**Action item**
Below is a listing. Quote from it, exactly, the lines from the one containing "fn change_password(&self, username: &str, new_password: &str)" down to the one containing "all user records.", both ends included, and nothing else.

**Information**
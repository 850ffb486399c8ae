//! Credential store interface
//!
//! The gate consumes a credential store but does not implement one.
//! Implementations own the Argon2id hash comparison (with a server-side
//! pepper) and the persisted failure counters and long-term lockout
//! flag; the in-memory rate limiter in front of them is a deliberately
//! redundant, faster line of defense.

use serde::{Deserialize, Serialize};
use thiserror::Error;

/// Errors a credential-store backend can raise.
///
/// These represent genuine store failures (I/O, corrupt data). "User
/// not found" and "username taken" are normal outcomes and are encoded
/// in the method return values instead.
#[derive(Error, Debug)]
pub enum StoreError {
    #[error("IO error: {0}")]
    Io(#[from] std::io::Error),

    #[error("Store backend error: {0}")]
    Backend(String),
}

/// A user account as exposed outside the store.
///
/// Hash and salt material never leave the store, so this record is safe
/// to hand to callers as-is.
#[derive(Debug, Clone, PartialEq, Eq, Serialize, Deserialize)]
pub struct UserRecord {
    pub username: String,
    pub role: String,
    pub email: Option<String>,
    pub permissions: Vec<String>,
    /// Authoritative long-term lockout flag, owned by the store
    pub account_locked: bool,
    pub requires_password_change: bool,
}

/// Trait for credential-store backends.
///
/// The store performs the actual password-hash comparison and maintains
/// its own persisted lockout state, independent of the gate's in-memory
/// rate limiting.
pub trait UserStore: Send + Sync {
    /// Verify credentials against the stored hash.
    ///
    /// Returns the user record on success, `None` when the user does
    /// not exist or the password is wrong (the two cases are not
    /// distinguished), or an error when the store itself failed.
    fn verify_credentials(
        &self,
        username: &str,
        password: &str,
    ) -> Result<Option<UserRecord>, StoreError>;

    /// Create a new account.
    ///
    /// Returns `false` when the username is already taken.
    fn create_user(
        &self,
        username: &str,
        password: &str,
        role: &str,
        email: Option<&str>,
        permissions: &[String],
    ) -> Result<bool, StoreError>;

    /// Replace a user's password.
    ///
    /// Returns `false` when the user does not exist.
    fn change_password(&self, username: &str, new_password: &str) -> Result<bool, StoreError>;

    /// Clear the store's persisted lockout state for a user.
    ///
    /// Returns `false` when the user does not exist.
    fn unlock_user(&self, username: &str) -> Result<bool, StoreError>;

    /// Fetch a single user record.
    fn get_user(&self, username: &str) -> Result<Option<UserRecord>, StoreError>;

    /// List all user records.
    fn list_users(&self) -> Result<Vec<UserRecord>, StoreError>;

    /// Delete an account.
    ///
    /// Returns `false` when the user does not exist.
    fn delete_user(&self, username: &str) -> Result<bool, StoreError>;
}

**Your response**
    fn change_password(&self, username: &str, new_password: &str) -> Result<bool, StoreError>;

    /// Clear the store's persisted lockout state for a user.
    ///
    /// Returns `false` when the user does not exist.
    fn unlock_user(&self, username: &str) -> Result<bool, StoreError>;

    /// Fetch a single user record.
    fn get_user(&self, username: &str) -> Result<Option<UserRecord>, StoreError>;

    /// List all user records.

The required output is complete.